MOSCOW, Aug 20 (Reuters) - A Russian court left a veil of secrecy over oil trader Gunvor on Wednesday, rejecting a private shareholder's lawsuit demanding state oil company Rosneft ROSN.MM disclose dealings with the firm.
Moscow Arbitration Court Judge Alexei Manenkov ruled disclosure of the information to shareholders was not required under Russian corporate law. Rosneft had said its dealings with Gunvor were a commercial secret.
Gunvor handles a third of Russian oil exports and has repeatedly won rights to export a large share of Rosneft’s Urals blend crude in regular tenders by the state owned company, Russia’s largest producer of crude.
The company’s co-owner, Gennady Timchenko, has rejected speculations he enjoyed special ties with former president and current Prime Minister Vladimir Putin, who was honourary president of a St Petersburg judo club sponsored by Timchenko.
Rosneft's minority shareholder Alexei Navalny, who brought the suit against Rosneft, also sued to obtain information about Russian state oil pipeline monopoly Transneft's TRNF_p.RTS charity work. The suit was also rejected by the court on Wednesday.
Navalny had claimed that shareholders’ rights were violated in both cases.
“We want to know where the money is going,” Navalny told Reuters on Wednesday, adding that he would appeal the ruling.

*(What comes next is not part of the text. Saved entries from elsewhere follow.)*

use lagoon_serial::{
    Deserialize, DeserializeWithLength, ReadBytesExt, Serialize, SerializeWithLength,
    SerializingError, WriteBytesExt,
};

pub const MAX_DATA_KEY_LENGTH: usize = 100;
pub const MAX_DATA_BINARY_LENGTH: usize = 32 * 1024;

/// One typed key/value pair of a data transaction.
#[derive(Clone, Debug, PartialEq, Eq)]
pub struct DataEntry {
    pub key: String,
    pub value: DataValue,
}

#[derive(Clone, Debug, PartialEq, Eq)]
pub enum DataValue {
    Integer(i64),
    Boolean(bool),
    Binary(Vec<u8>),
    String(String),
}

const VALUE_INTEGER: u8 = 0;
const VALUE_BOOLEAN: u8 = 1;
const VALUE_BINARY: u8 = 2;
const VALUE_STRING: u8 = 3;

impl Serialize for DataEntry {
    fn serialize<W: WriteBytesExt>(&self, writer: &mut W) -> Result<usize, SerializingError> {
        let mut size = SerializeWithLength::serialize::<u16, W>(&self.key, writer)?;
        size += match &self.value {
            DataValue::Integer(value) => {
                VALUE_INTEGER.serialize(writer)? + value.serialize(writer)?
            }
            DataValue::Boolean(value) => {
                VALUE_BOOLEAN.serialize(writer)? + value.serialize(writer)?
            }
            DataValue::Binary(value) => {
                VALUE_BINARY.serialize(writer)?
                    + SerializeWithLength::serialize::<u16, W>(value, writer)?
            }
            DataValue::String(value) => {
                VALUE_STRING.serialize(writer)?
                    + SerializeWithLength::serialize::<u16, W>(value, writer)?
            }
        };
        Ok(size)
    }

    fn serialized_size(&self) -> usize {
        let value_size = match &self.value {
            DataValue::Integer(_) => 8,
            DataValue::Boolean(_) => 1,
            DataValue::Binary(value) => 2 + value.len(),
            DataValue::String(value) => 2 + value.len(),
        };
        2 + self.key.len() + 1 + value_size
    }
}

impl Deserialize for DataEntry {
    fn deserialize<R: ReadBytesExt>(reader: &mut R) -> Result<Self, SerializingError> {
        let key: String =
            DeserializeWithLength::deserialize_with_limit::<u16, R>(reader, Some(MAX_DATA_KEY_LENGTH))?;
        let value = match u8::deserialize(reader)? {
            VALUE_INTEGER => DataValue::Integer(Deserialize::deserialize(reader)?),
            VALUE_BOOLEAN => DataValue::Boolean(Deserialize::deserialize(reader)?),
            VALUE_BINARY => DataValue::Binary(DeserializeWithLength::deserialize_with_limit::<
                u16,
                R,
            >(reader, Some(MAX_DATA_BINARY_LENGTH))?),
            VALUE_STRING => DataValue::String(DeserializeWithLength::deserialize_with_limit::<
                u16,
                R,
            >(reader, Some(MAX_DATA_BINARY_LENGTH))?),
            _ => return Err(SerializingError::InvalidValue),
        };
        Ok(DataEntry { key, value })
    }
}

#[cfg(test)]
mod tests {
    use super::*;

    #[test]
    fn every_value_kind_roundtrips() {
        let entries = [
            DataEntry {
                key: "height".to_string(),
                value: DataValue::Integer(-42),
            },
            DataEntry {
                key: "enabled".to_string(),
                value: DataValue::Boolean(true),
            },
            DataEntry {
                key: "blob".to_string(),
                value: DataValue::Binary(vec![1, 2, 3]),
            },
            DataEntry {
                key: "note".to_string(),
                value: DataValue::String("ok".to_string()),
            },
        ];
        for entry in entries {
            let encoded = entry.serialize_to_vec();
            assert_eq!(encoded.len(), entry.serialized_size());
            assert_eq!(DataEntry::deserialize_from_vec(&encoded).unwrap(), entry);
        }
    }
}
use std::sync::Arc;

use lagoon_block::{Block, BlockId, MicroBlock};
use lagoon_primitives::Scheme;
use parking_lot::Mutex;

use crate::known_blocks::KnownBlocks;
use crate::ledger::{Applier, Ledger};
use crate::liquid_storage::LiquidStorage;

/// The state machine that keeps the ledger tip, the liquid view and the
/// duplicate memory consistent while peers stream key blocks and micro
/// blocks.
///
/// All three operations are serialized by one mutex held for the whole call
/// body; the ledger's own mutex is only ever taken while that mutex is
/// held (state machine first, ledger second). The applier is invoked
/// without the ledger mutex — it takes it internally.
///
/// Every operation is total: failures are logged and the triggering event
/// is dropped, leaving the node to resynchronize on the next one.
pub struct NgState<L, A> {
    ledger: Arc<L>,
    applier: A,
    inner: Mutex<Inner>,
}

struct Inner {
    storage: LiquidStorage,
    known_blocks: KnownBlocks,
    prev_added_block: Option<Block>,
}

impl<L: Ledger, A: Applier> NgState<L, A> {
    pub fn new(scheme: Scheme, ledger: Arc<L>, applier: A) -> NgState<L, A> {
        NgState {
            ledger,
            applier,
            inner: Mutex::new(Inner {
                storage: LiquidStorage::new(scheme),
                known_blocks: KnownBlocks::new(),
                prev_added_block: None,
            }),
        }
    }

    /// Ingests a key block received from a peer.
    pub fn add_block(&self, block: Block) {
        let mut inner = self.inner.lock();

        if !inner.known_blocks.add(block.id()) {
            // Already tried this one.
            return;
        }
        if let Some(prev) = &inner.prev_added_block {
            if prev.id() == block.id() {
                return;
            }
        }

        if let Err(e) = inner.storage.push_block(block.clone()) {
            debug!("Dropping key block {}: {}", block.id(), e);
            return;
        }

        let rolled_back = {
            let _ledger_token = self.ledger.mutex().lock();
            self.ledger.rollback_to(block.parent())
        };

        if let Err(e) = rolled_back {
            if e.is_not_found() {
                debug!("No applied block to roll back to for {}", block.parent());
                if inner.storage.contains_id(block.parent()) {
                    debug!(
                        "Parent {} is an intermediate liquid tip, rebasing the ledger",
                        block.parent()
                    );
                    if !self.rebase_onto_liquid_parent(&inner) {
                        return;
                    }
                }
            } else {
                info!(
                    "Cannot roll back to {} for incoming block {}: {}",
                    block.parent(),
                    block.id(),
                    e
                );
                inner.storage.pop();
                return;
            }
        }

        if let Err(e) = self.applier.apply(std::slice::from_ref(&block)) {
            debug!("Key block {} was not applied: {}", block.id(), e);
            inner.storage.pop();

            // Best effort: put the old tip back.
            if let Some(prev) = inner.prev_added_block.clone() {
                if let Err(e) = self.applier.apply(&[prev]) {
                    error!(
                        "Cannot re-apply the previous block, the node state may be inconsistent: {}",
                        e
                    );
                }
            }
            return;
        }

        inner.prev_added_block = Some(block);
    }

    /// Replaces the ledger tip with the liquid view one announcement back,
    /// making room for a key block that extends an intermediate tip. The
    /// ledger mutex is held across the read-modify-write sequence.
    fn rebase_onto_liquid_parent(&self, inner: &Inner) -> bool {
        let prev_block = match inner.storage.previous_block() {
            Ok(block) => block,
            Err(e) => {
                debug!("{}", e);
                return false;
            }
        };

        let _ledger_token = self.ledger.mutex().lock();
        let height = match self.ledger.height() {
            Ok(height) => height,
            Err(e) => {
                debug!("{}", e);
                return false;
            }
        };
        let target = match height.checked_sub(1) {
            Some(target) => target,
            None => {
                debug!("Ledger is at height 0, nothing to rebase");
                return false;
            }
        };
        if let Err(e) = self.ledger.rollback_to_height(target) {
            debug!("{}", e);
            return false;
        }
        if let Err(e) = self.ledger.add_deserialized_block(prev_block) {
            debug!("{}", e);
            return false;
        }
        true
    }

    /// Ingests a micro block: rewrites the tip by rolling the ledger back
    /// one block and re-applying it with the accumulated transactions.
    pub fn add_micro_block(&self, micro: MicroBlock) {
        let mut inner = self.inner.lock();

        let prev_added = match &inner.prev_added_block {
            Some(block) => block.clone(),
            None => {
                debug!(
                    "Ignoring micro block {}: no block has been applied yet",
                    micro.updated_signature
                );
                return;
            }
        };

        if let Err(e) = inner.storage.push_micro(micro) {
            debug!("Failed to push micro block: {}", e);
            return;
        }

        let candidate = match inner.storage.block() {
            Ok(block) => block,
            Err(e) => {
                error!("{}", e);
                return;
            }
        };

        if prev_added.parent() != candidate.parent() {
            error!(
                "Liquid tip diverged: expected parent {}, synthesized {}",
                prev_added.parent(),
                candidate.parent()
            );
            return;
        }

        let height = match self.ledger.height() {
            Ok(height) => height,
            Err(e) => {
                error!("{}", e);
                return;
            }
        };
        let head = match self.ledger.block_at(height) {
            Ok(block) => block,
            Err(e) => {
                error!("{}", e);
                return;
            }
        };
        if head.parent() != candidate.parent() {
            error!(
                "Ledger head parent {} does not match the liquid parent {}",
                head.parent(),
                candidate.parent()
            );
            return;
        }

        {
            let _ledger_token = self.ledger.mutex().lock();
            if let Err(e) = self.ledger.rollback_to(candidate.parent()) {
                error!("Failed to roll back to {}: {}", candidate.parent(), e);
                return;
            }
        }

        if let Err(e) = self.applier.apply(std::slice::from_ref(&candidate)) {
            error!("Liquid block {} was not applied: {}", candidate.id(), e);
            inner.storage.pop();
            return;
        }

        inner.prev_added_block = Some(candidate);
    }

    /// Notification that a block reached the ledger outside this machine
    /// (initial sync, replay). Reads the tip and re-anchors the liquid view
    /// on it; the superseded view is discarded.
    pub fn block_applied(&self) {
        let height = match self.ledger.height() {
            Ok(height) => height,
            Err(e) => {
                debug!("{}", e);
                return;
            }
        };
        let block = match self.ledger.block_at(height) {
            Ok(block) => block,
            Err(e) => {
                debug!("{}", e);
                return;
            }
        };

        let mut inner = self.inner.lock();
        if let Some(prev) = &inner.prev_added_block {
            if prev.id() == block.id() {
                return;
            }
        }
        inner.storage = inner.storage.new_from_block(block.clone());
        inner.prev_added_block = Some(block);
    }

    /// Id of the block this machine last saw applied, if any.
    pub fn last_block_id(&self) -> Option<BlockId> {
        self.inner
            .lock()
            .prev_added_block
            .as_ref()
            .map(|block| block.id().clone())
    }

    /// The current synthesized liquid tip, if the storage is anchored.
    pub fn liquid_block(&self) -> Option<Block> {
        self.inner.lock().storage.block().ok()
    }
}
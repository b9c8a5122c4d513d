pub use self::address::{Address, AddressError, ADDRESS_SIZE, ADDRESS_VERSION};
pub use self::public_key::PublicKey;
pub use self::signature::Signature;

mod address;
mod public_key;
mod signature;
use lagoon_keys::Signature;
use lagoon_serial::{
    Deserialize, DeserializeWithLength, ReadBytesExt, Serialize, SerializeWithLength,
    SerializingError, WriteBytesExt,
};

const PROOFS_VERSION: u8 = 1;
const MAX_PROOFS: usize = 8;

/// An ordered list of byte-string proofs. Most kinds carry exactly one
/// entry, the sender's signature, but smart accounts may attach several.
#[derive(Clone, Debug, Default, PartialEq, Eq)]
pub struct Proofs(Vec<Vec<u8>>);

impl Proofs {
    pub fn new(proofs: Vec<Vec<u8>>) -> Proofs {
        Proofs(proofs)
    }

    pub fn single(signature: &Signature) -> Proofs {
        Proofs(vec![signature.as_bytes().to_vec()])
    }

    pub fn len(&self) -> usize {
        self.0.len()
    }

    pub fn is_empty(&self) -> bool {
        self.0.is_empty()
    }

    pub fn get(&self, index: usize) -> Option<&[u8]> {
        self.0.get(index).map(Vec::as_slice)
    }
}

impl Serialize for Proofs {
    fn serialize<W: WriteBytesExt>(&self, writer: &mut W) -> Result<usize, SerializingError> {
        let mut size = PROOFS_VERSION.serialize(writer)?;
        size += (self.0.len() as u16).serialize(writer)?;
        for proof in &self.0 {
            size += SerializeWithLength::serialize::<u16, W>(proof, writer)?;
        }
        Ok(size)
    }

    fn serialized_size(&self) -> usize {
        let mut size = 1 + 2;
        for proof in &self.0 {
            size += 2 + proof.len();
        }
        size
    }
}

impl Deserialize for Proofs {
    fn deserialize<R: ReadBytesExt>(reader: &mut R) -> Result<Self, SerializingError> {
        let version = u8::deserialize(reader)?;
        if version != PROOFS_VERSION {
            return Err(SerializingError::InvalidValue);
        }
        let count = u16::deserialize(reader)? as usize;
        if count > MAX_PROOFS {
            return Err(SerializingError::LimitExceeded);
        }
        let mut proofs = Vec::with_capacity(count);
        for _ in 0..count {
            proofs.push(DeserializeWithLength::deserialize::<u16, R>(reader)?);
        }
        Ok(Proofs(proofs))
    }
}
use lagoon_macros::fixed_byte_array;

fixed_byte_array!(PublicKey, 32);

Navalny has been involved in opposition politics, running the Moscow division of the liberal Yabloko party until recently. He has been active in other opposition parties and appeared in public political debates.
He said the lawsuits against the state companies were not political and he was defending his economic interests.
An investment manager, Greater Europe Funds, has said it supported Navalny’s efforts to force greater transparency on the company’s finances and ownership structure.